**Your task:** Output, word for word, the lines of this listing that fall between the line with "(visibility, eviction, center-out" and the line with "throughout the library", counting both of those lines, and no others.
*** Opening Material provided ***
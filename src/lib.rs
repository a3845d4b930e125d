//! # Tilekit
//!
//! A headless slippy-map tile engine.
//!
//! Tilekit does the hard parts of a pannable, zoomable raster map without
//! owning a pixel: Web Mercator projection between geographic and tile-pixel
//! space, viewport tile-set management (visibility, eviction, center-out
//! spiral load ordering, zoom-anchored re-centering), and a bounded worker
//! pool that resolves tiles from a local disk cache before reaching for the
//! network. Drawing is left to the embedding renderer, which consumes
//! `(coordinate, screen position, file path)` tuples drained from the view.

pub mod core;
pub mod tiles;

// Re-export public API
pub use crate::core::{
    geo::{LatLng, Point, TileCoord},
    map::{MapView, ReadyTile},
};

pub use crate::tiles::{
    downloader::{Downloader, DownloaderConfig, FetchBackend, HttpBackend},
    source::{MapSource, MapSourceConfig},
    Tile, TileState,
};

/// Result type used throughout the library
pub type Result<T> = std::result::Result<T, Box<dyn std::error::Error + Send + Sync>>;

/// Common error types
#[derive(Debug, thiserror::Error)]
pub enum MapError {
    #[error("IO error: {0}")]
    Io(#[from] std::io::Error),

    #[error("Network error: {0}")]
    Network(#[from] reqwest::Error),

    #[error("Serialization error: {0}")]
    Serialization(#[from] serde_json::Error),

    #[error("Configuration error: {0}")]
    Config(String),
}

/// Error type alias for convenience
pub type Error = MapError;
*** Closing Material provided ***
**Answer for this exercise:**
//! space, viewport tile-set management (visibility, eviction, center-out
//! spiral load ordering, zoom-anchored re-centering), and a bounded worker
//! pool that resolves tiles from a local disk cache before reaching for the
//! network. Drawing is left to the embedding renderer, which consumes
//! `(coordinate, screen position, file path)` tuples drained from the view.

pub mod core;
pub mod tiles;

// Re-export public API
pub use crate::core::{
    geo::{LatLng, Point, TileCoord},
    map::{MapView, ReadyTile},
};

pub use crate::tiles::{
    downloader::{Downloader, DownloaderConfig, FetchBackend, HttpBackend},
    source::{MapSource, MapSourceConfig},
    Tile, TileState,
};

/// Result type used throughout the library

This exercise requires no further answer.